- Born: January 7, 1920 Chicago, Illinois, U.S.
- Died: January 7, 2010 (aged 90) Egypt, Texas, U.S.
- Education: 9th grade Harrison Technical High School, partial completion
- Occupations: Businessman, boxing promoter, racehorse owner/breeder, philanthropist
- Known for: Better Boys Foundation, Kellman Corporate Community School
- Spouse: Lou Anne Kellman
- Children: Jack, Celia "Cissy", Richard

= Joseph Kellman =

American businessman

Joseph Kellman (January 7, 1920 – January 7, 2010) was an American businessman and philanthropist.

== Early life and business ==
Born in Chicago, Illinois, he grew up in the Lawndale neighborhood. Due to the Great Depression, Kellman left school in the 9th grade to work in his father's glass shop. Together with his brother, Kellman inherited their father's glass business. At one point the country's largest auto glass chain, in 1997, it merged with Safelite AutoGlass, which is part of Belron US.

==Thoroughbred racing==
An owner and breeder of Thoroughbred racehorses, as part of his bloodstock Joseph Kellman owned the broodmare Lester's Pride. He named her foals after his friends in the entertainment industry. A colt named for Phil Foster became a stakes winner and the filly Ivy Hackett was named for the daughter of Buddy Hackett.

In 1973 Kellman met with considerable success with Shecky Greene, named for the comedian Shecky Greene. Among his wins, the colt captured the 1973 Hutcheson Stakes, Fountain of Youth Stakes, Arlington-Washington Futurity Stakes, and the Stepping Stone Purse en route to earning 1973 American Champion Sprint Horse honors.

==Better Boys Foundation==
In 1961, with the help of Buddy Hackett, Kellman founded the Better Boys Foundation, currently named BBF Family Services, to help one of the nation's most disadvantaged inner city neighborhoods. The Better Boys Foundation offers youth participants tutoring and mentoring for academic enhancement and high school graduation, leadership training, cultural diversity and social skills training.
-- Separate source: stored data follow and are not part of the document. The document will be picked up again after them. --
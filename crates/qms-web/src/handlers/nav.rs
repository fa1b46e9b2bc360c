//! Static navigation fragments.

use axum::response::Html;
use qms_core::registry;

use crate::fragment;

/// `GET /home`
pub async fn home() -> Html<String> { Html(fragment::render_home()) }

/// `GET /general-info`
pub async fn general_info() -> Html<String> {
  Html(fragment::render_general_info(registry::definitions()))
}
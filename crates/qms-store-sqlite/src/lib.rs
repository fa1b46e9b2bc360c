//! SQLite backend for the QMS record service.
//!
//! Wraps [`tokio_rusqlite`] so all database access runs on a dedicated thread
//! without blocking the async runtime. Query text is composed from the entity
//! registry in [`query`]; the active-record filter lives there too.

mod encode;
mod schema;
mod store;

pub mod error;
pub mod query;

pub use error::{Error, Result};
pub use store::SqliteStore;

#[cfg(test)]
mod tests;
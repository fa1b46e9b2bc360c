//! qms-web server binary.
//!
//! Reads `config.toml` (or the path specified with `--config`) and `QMS_*`
//! environment variables, opens an in-process SQLite store, and serves the
//! fragment endpoints over HTTP.

use std::{
  path::{Path, PathBuf},
  sync::Arc,
};

use anyhow::Context as _;
use clap::Parser;
use qms_store_sqlite::SqliteStore;
use qms_web::{AppState, ServerConfig};
use tokio::net::TcpListener;
use tracing::level_filters::LevelFilter;
use tracing_subscriber::EnvFilter;

#[derive(Parser)]
#[command(author, version, about = "QMS hypermedia server")]
struct Cli {
  /// Path to the TOML configuration file.
  #[arg(short, long, default_value = "config.toml")]
  config: PathBuf,
}

#[tokio::main]
async fn main() -> anyhow::Result<()> {
  // Initialise tracing.
  tracing_subscriber::fmt()
    .with_env_filter(
      EnvFilter::builder()
        .with_default_directive(LevelFilter::INFO.into())
        .from_env_lossy(),
    )
    .init();

  let cli = Cli::parse();

  // Load configuration.
  let settings = config::Config::builder()
    .set_default("host", "0.0.0.0")?
    .set_default("port", 8000)?
    .set_default("store_path", "qms.sqlite3")?
    .add_source(config::File::from(cli.config).required(false))
    .add_source(config::Environment::with_prefix("QMS"))
    .build()
    .context("failed to read config file")?;

  let mut server_cfg: ServerConfig = settings
    .try_deserialize()
    .context("failed to deserialise ServerConfig")?;

  server_cfg.store_path = expand_tilde(&server_cfg.store_path);
  server_cfg.static_dir = server_cfg.static_dir.as_deref().map(expand_tilde);

  let store = SqliteStore::open(&server_cfg.store_path)
    .await
    .with_context(|| format!("failed to open store at {:?}", server_cfg.store_path))?;

  let address = format!("{}:{}", server_cfg.host, server_cfg.port);
  let state = AppState {
    store:  Arc::new(store),
    config: Arc::new(server_cfg),
  };

  let app = qms_web::router(state);

  tracing::info!("Listening on http://{address}");
  let listener = TcpListener::bind(&address)
    .await
    .with_context(|| format!("failed to bind {address}"))?;

  axum::serve(listener, app).await.context("server error")?;

  Ok(())
}

/// Expand a leading `~` to the user's home directory.
fn expand_tilde(path: &Path) -> PathBuf {
  let s = path.to_string_lossy();
  if let Some(rest) = s.strip_prefix("~/")
    && let Ok(home) = std::env::var("HOME")
  {
    return PathBuf::from(home).join(rest);
  }
  path.to_path_buf()
}
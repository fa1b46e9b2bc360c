//! Core types and trait definitions for the QMS record service.
//!
//! This crate is deliberately free of HTTP and database dependencies. It
//! holds the entity registry, the record and work-order models, and the
//! [`store::RecordStore`] abstraction every backend implements.

// We intentionally use native `async fn` in traits (stabilised in Rust 1.75).
// Suppress the advisory lint about `Send` bounds on the returned futures.
#![allow(async_fn_in_trait)]

pub mod error;
pub mod record;
pub mod registry;
pub mod store;
pub mod work_order;

pub use error::{Error, Result};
==Corporate/Community Schools of America==
In 1988 he established the country's first business-sponsored elementary school, the Joseph Kellman Corporate Community Elementary School in impoverished North Lawndale. The philosophy behind the project was to applying the techniques that are common in business to public education and to improve the learning environment in inner-city public schools. As of 2019, the school is part of the Chicago Public Schools system and has a Technology Magnet Program and Early Children's Literacy Program. It grants each graduate a laptop or tablet.